About
Common disorders cause the lion's share of human illness. Such disorders--including diabetes, heart disease, major depression, endometriosis, and asthma--have many known causes and potential therapies. All these disorders run in families, suggesting they have genetic causes. In genetics, we seek to understand these causes to find clues to curing disease.
However, we still have a poor understanding of how, exactly, genetics cause these diseases. One major roadblock to is that common diseases are highly diverse, or heterogeneous. In other words, a single disease will have very different features in different people. For example, high BMI is a well-known risk factor for type 2 diabetes, yet there are many diabetic individuals who have low BMI. Likewise, some people with heart disease have low levels of "bad" cholesterol, and some people with depression have no history of severe life traumas. Common diseases also have heterogeneous responses to treatment: For example, lifestyle modifications can essentially cure depression in some cases, but in other cases depression persists for a lifetime despite all our best efforts.
This diversity within disease has led to the well-known idea of precision treatment. That is, we should treat each person in the optimal way, which often means giving different treatments to people with the same disease. For example, cholesterol-reducing drugs like statins may not be as effective in reducing heart disease when someone already has low cholesterol. As another example, anti-allergy medicine is less likely to help people with non-allergic forms of asthma.
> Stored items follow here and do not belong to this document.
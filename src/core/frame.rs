use bytes::Bytes;

/// Transport-neutral message frame.
///
/// This is the wire surface between the session and its transport: transports
/// convert their native frame representation into/from `Frame`.
#[derive(Clone, Debug, PartialEq, Eq)]
pub enum Frame {
    Text(Bytes),
    Binary(Bytes),
    Ping(Bytes),
    Pong(Bytes),
    Close(Option<String>),
}

/// Borrow the underlying payload from data frames without allocation.
#[inline]
pub fn frame_bytes(frame: &Frame) -> Option<&[u8]> {
    match frame {
        Frame::Text(bytes) => Some(bytes.as_ref()),
        Frame::Binary(bytes) => Some(bytes.as_ref()),
        Frame::Ping(_) | Frame::Pong(_) | Frame::Close(_) => None,
    }
}

/// Convert owned bytes into a `Frame`, preferring text when valid UTF-8.
#[inline]
pub fn into_frame<B>(bytes: B) -> Frame
where
    B: Into<Bytes>,
{
    let payload = bytes.into();
    if std::str::from_utf8(payload.as_ref()).is_ok() {
        Frame::Text(payload)
    } else {
        Frame::Binary(payload)
    }
}

#[cfg(test)]
mod tests {
    use super::*;

    #[test]
    fn into_frame_prefers_text_for_utf8() {
        assert!(matches!(into_frame(b"{\"name\":\"t\"}".to_vec()), Frame::Text(_)));
        assert!(matches!(into_frame(vec![0xff, 0xfe, 0x00]), Frame::Binary(_)));
    }

    #[test]
    fn frame_bytes_skips_control_frames() {
        assert!(frame_bytes(&Frame::Close(None)).is_none());
        assert!(frame_bytes(&Frame::Ping(Bytes::new())).is_none());
        assert_eq!(
            frame_bytes(&Frame::Text(Bytes::from_static(b"x"))),
            Some(&b"x"[..])
        );
    }
}
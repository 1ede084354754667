use std::time::Duration;

use super::types::BackoffConfig;

/// Attempt-counted exponential backoff with a ceiling.
///
/// The delay for a given attempt is `min(base * 2^attempt, max)`, so with the
/// default 1s/30s bounds attempts 0..5 wait 1s, 2s, 4s, 8s, 16s, 30s. The
/// counter only grows while disconnected and resets on a successful open (or
/// a manual reconnect request).
#[derive(Clone, Debug)]
pub struct ExponentialBackoff {
    base: Duration,
    max: Duration,
    attempt: u32,
}

impl ExponentialBackoff {
    pub fn new(base: Duration, max: Duration) -> Self {
        Self {
            base,
            max,
            attempt: 0,
        }
    }

    pub fn from_config(config: &BackoffConfig) -> Self {
        Self::new(config.base, config.max)
    }

    /// Pure delay schedule, exposed so tests can assert exact values.
    pub fn delay_for(base: Duration, max: Duration, attempt: u32) -> Duration {
        let factor = 1u32.checked_shl(attempt).unwrap_or(u32::MAX);
        base.saturating_mul(factor).min(max)
    }

    /// Delay to wait before the next attempt; advances the counter.
    pub fn next_delay(&mut self) -> Duration {
        let delay = Self::delay_for(self.base, self.max, self.attempt);
        self.attempt = self.attempt.saturating_add(1);
        delay
    }

    /// Failed attempts taken since the last reset.
    pub fn attempt(&self) -> u32 {
        self.attempt
    }

    pub fn reset(&mut self) {
        self.attempt = 0;
    }
}

impl Default for ExponentialBackoff {
    fn default() -> Self {
        Self::from_config(&BackoffConfig::default())
    }
}
impl<T: Transport> KameoMessage<GetRawLog> for SessionActor<T> {
    type Reply = TelemetryResult<Vec<String>>;

    async fn handle(
        &mut self,
        _message: GetRawLog,
        _ctx: &mut Context<Self, Self::Reply>,
    ) -> Self::Reply {
        Ok(self.raw_log.snapshot())
    }
}

impl<T: Transport> KameoMessage<Subscribe> for SessionActor<T> {
    type Reply = TelemetryResult<broadcast::Receiver<CoreEvent>>;

    async fn handle(
        &mut self,
        _message: Subscribe,
        _ctx: &mut Context<Self, Self::Reply>,
    ) -> Self::Reply {
        Ok(self.events.subscribe())
    }
}

#[derive(Serialize)]
struct DiagnosticPing<'a> {
    r#type: &'a str,
    timestamp: String,
}
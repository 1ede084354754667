use std::sync::OnceLock;

/// Installs the process-wide rustls CryptoProvider exactly once.
///
/// rustls 0.23 refuses to pick a default when a build enables more than one
/// provider, and the first TLS config built after that panics. Selecting
/// `ring` up front keeps wss:// connects working regardless of what else the
/// host process links.
pub fn install_rustls_crypto_provider() {
    static INSTALLED: OnceLock<()> = OnceLock::new();
    INSTALLED.get_or_init(|| {
        // An Err means some other component installed a provider before us;
        // either way one is in place.
        let _ = rustls::crypto::ring::default_provider().install_default();
    });
}
use std::future::Future;
use std::pin::Pin;

use futures_util::{Sink, Stream};

use crate::core::{Frame, TelemetryError};

pub mod tungstenite;

pub type TransportConnectFuture<R, W> =
    Pin<Box<dyn Future<Output = Result<(R, W), TelemetryError>> + Send>>;

/// Transport boundary for the telemetry stream.
///
/// The session actor owns state and policies; the transport only turns a URL
/// into a frame reader/writer pair. Keeping the trait this small lets tests
/// substitute an in-memory transport for the real websocket implementation.
pub trait Transport: Clone + Send + Sync + 'static {
    type Reader: Stream<Item = Result<Frame, TelemetryError>> + Send + Unpin + 'static;
    type Writer: Sink<Frame, Error = TelemetryError> + Send + Sync + Unpin + 'static;

    fn connect(&self, url: String) -> TransportConnectFuture<Self::Reader, Self::Writer>;
}
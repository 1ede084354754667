use std::pin::Pin;
use std::sync::Arc;
use std::task::{Context, Poll};

use bytes::Bytes;
use futures_util::{Sink, Stream, StreamExt};
use tokio::net::TcpStream;
use tokio_tungstenite::{
    Connector, MaybeTlsStream, WebSocketStream, connect_async as tungstenite_connect,
    connect_async_tls_with_config as tungstenite_connect_tls,
    tungstenite::{
        Message as TungsteniteMessage, Utf8Bytes, protocol::CloseFrame as TungCloseFrame,
    },
};

use crate::core::{Frame, TelemetryError};
use crate::tls::install_rustls_crypto_provider;
use crate::transport::{Transport, TransportConnectFuture};

fn map_ws_error(context: &'static str, err: impl ToString) -> TelemetryError {
    TelemetryError::TransportError {
        context,
        error: err.to_string(),
    }
}

fn close_reason(frame: Option<TungCloseFrame>) -> Option<String> {
    frame.map(|f| {
        if f.reason.is_empty() {
            format!("close code {}", u16::from(f.code))
        } else {
            format!("close code {}: {}", u16::from(f.code), f.reason)
        }
    })
}

fn msg_to_frame(msg: TungsteniteMessage) -> Frame {
    match msg {
        TungsteniteMessage::Text(text) => Frame::Text(AsRef::<Bytes>::as_ref(&text).clone()),
        TungsteniteMessage::Binary(bytes) => Frame::Binary(bytes),
        TungsteniteMessage::Ping(bytes) => Frame::Ping(bytes),
        TungsteniteMessage::Pong(bytes) => Frame::Pong(bytes),
        TungsteniteMessage::Close(frame) => Frame::Close(close_reason(frame)),
        TungsteniteMessage::Frame(_) => Frame::Binary(Bytes::new()),
    }
}

fn frame_to_msg(frame: Frame) -> TungsteniteMessage {
    match frame {
        Frame::Text(bytes) => match std::str::from_utf8(bytes.as_ref()) {
            Ok(_) => {
                let text = unsafe { Utf8Bytes::from_bytes_unchecked(bytes) };
                TungsteniteMessage::Text(text)
            }
            Err(_) => TungsteniteMessage::Binary(bytes),
        },
        Frame::Binary(bytes) => TungsteniteMessage::Binary(bytes),
        Frame::Ping(bytes) => TungsteniteMessage::Ping(bytes),
        Frame::Pong(bytes) => TungsteniteMessage::Pong(bytes),
        Frame::Close(reason) => TungsteniteMessage::Close(reason.map(|reason| TungCloseFrame {
            code: tokio_tungstenite::tungstenite::protocol::frame::coding::CloseCode::Normal,
            reason: Utf8Bytes::from(reason),
        })),
    }
}

#[derive(Clone, Default)]
pub struct TungsteniteTransport {
    connector: Option<Connector>,
}

impl TungsteniteTransport {
    pub fn with_connector(connector: Connector) -> Self {
        Self {
            connector: Some(connector),
        }
    }

    pub fn rustls(config: Arc<rustls::ClientConfig>) -> Self {
        Self::with_connector(Connector::Rustls(config))
    }
}

pub struct TungsteniteReader {
    inner: futures_util::stream::SplitStream<WebSocketStream<MaybeTlsStream<TcpStream>>>,
}

impl Stream for TungsteniteReader {
    type Item = Result<Frame, TelemetryError>;

    fn poll_next(mut self: Pin<&mut Self>, cx: &mut Context<'_>) -> Poll<Option<Self::Item>> {
        match Pin::new(&mut self.inner).poll_next(cx) {
            Poll::Ready(Some(Ok(msg))) => Poll::Ready(Some(Ok(msg_to_frame(msg)))),
            Poll::Ready(Some(Err(err))) => Poll::Ready(Some(Err(map_ws_error("read", err)))),
            Poll::Ready(None) => Poll::Ready(None),
            Poll::Pending => Poll::Pending,
        }
    }
}

pub struct TungsteniteWriter {
    inner: futures_util::stream::SplitSink<
        WebSocketStream<MaybeTlsStream<TcpStream>>,
        TungsteniteMessage,
    >,
}

impl Sink<Frame> for TungsteniteWriter {
    type Error = TelemetryError;

    fn poll_ready(mut self: Pin<&mut Self>, cx: &mut Context<'_>) -> Poll<Result<(), Self::Error>> {
        Pin::new(&mut self.inner)
            .poll_ready(cx)
            .map_err(|e| map_ws_error("write", e))
    }

    fn start_send(mut self: Pin<&mut Self>, item: Frame) -> Result<(), Self::Error> {
        Pin::new(&mut self.inner)
            .start_send(frame_to_msg(item))
            .map_err(|e| map_ws_error("write", e))
    }

    fn poll_flush(mut self: Pin<&mut Self>, cx: &mut Context<'_>) -> Poll<Result<(), Self::Error>> {
        Pin::new(&mut self.inner)
            .poll_flush(cx)
            .map_err(|e| map_ws_error("write", e))
    }

    fn poll_close(mut self: Pin<&mut Self>, cx: &mut Context<'_>) -> Poll<Result<(), Self::Error>> {
        Pin::new(&mut self.inner)
            .poll_close(cx)
            .map_err(|e| map_ws_error("write", e))
    }
}

impl Transport for TungsteniteTransport {
    type Reader = TungsteniteReader;
    type Writer = TungsteniteWriter;

    fn connect(&self, url: String) -> TransportConnectFuture<Self::Reader, Self::Writer> {
        let connector = self.connector.clone();
        Box::pin(async move {
            install_rustls_crypto_provider();

            let (stream, _) = match connector {
                Some(connector) => {
                    tungstenite_connect_tls(url, None, false, Some(connector))
                        .await
                        .map_err(|e| map_ws_error("connect", e))?
                }
                None => {
                    // For ws://, connect_async is enough; fall back to the TLS
                    // path for wss:// endpoints.
                    match tungstenite_connect(url.clone()).await {
                        Ok(ok) => ok,
                        Err(_) => tungstenite_connect_tls(url, None, false, None)
                            .await
                            .map_err(|e| map_ws_error("connect", e))?,
                    }
                }
            };

            let (write, read) = stream.split();
            Ok((
                TungsteniteReader { inner: read },
                TungsteniteWriter { inner: write },
            ))
        })
    }
}
use rand::{Rng, SeedableRng, rngs::SmallRng};

use super::types::LogSamplingConfig;

/// Seedable sampling policy deciding which reading-derived raw-log entries
/// are kept under high-frequency streams.
///
/// `Periodic` keeps every Nth decision starting with the first; `Random`
/// keeps each entry with the configured probability, from a seedable RNG so
/// tests can assert deterministic subsets.
#[derive(Debug)]
pub enum LogSamplingPolicy {
    All,
    Periodic { every: u32, count: u32 },
    Random { probability: f64, rng: SmallRng },
}

impl LogSamplingPolicy {
    pub fn from_config(config: LogSamplingConfig) -> Self {
        match config {
            LogSamplingConfig::All => LogSamplingPolicy::All,
            LogSamplingConfig::Periodic { every } => LogSamplingPolicy::Periodic {
                every: every.max(1),
                count: 0,
            },
            LogSamplingConfig::Random { probability, seed } => LogSamplingPolicy::Random {
                probability: probability.clamp(0.0, 1.0),
                rng: match seed {
                    Some(seed) => SmallRng::seed_from_u64(seed),
                    None => SmallRng::from_entropy(),
                },
            },
        }
    }

    pub fn should_log(&mut self) -> bool {
        match self {
            LogSamplingPolicy::All => true,
            LogSamplingPolicy::Periodic { every, count } => {
                let keep = *count % *every == 0;
                *count = count.wrapping_add(1);
                keep
            }
            LogSamplingPolicy::Random { probability, rng } => rng.r#gen::<f64>() < *probability,
        }
    }
}

impl Default for LogSamplingPolicy {
    fn default() -> Self {
        LogSamplingPolicy::All
    }
}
Our project aims to use genetics to advance precision treatment. Rather than simply asking which genetic variants cause a disease, we will ask which genetic variants cause differences within a disease. In other words, we will ask which genetic variants cause disease for different people. To do this, we will develop and apply statistical genetic tools to dissect disease heterogeneity. This will give us more accurate genetic predictions for disease risk, and also genetic predictions for which treatments to give to which people. For example, our results may predict who best responds to more exercise, or less alcohol intake, or using cholesterol-lowering medications. All of these questions can be phrased as genetic studies of disease heterogeneity. Our three-year, rolling project will take a big-picture view across diverse disorders available in the UK Biobank. This will ensure our methodologies are robust, and will also maximize our chances to make discoveries that advance human health.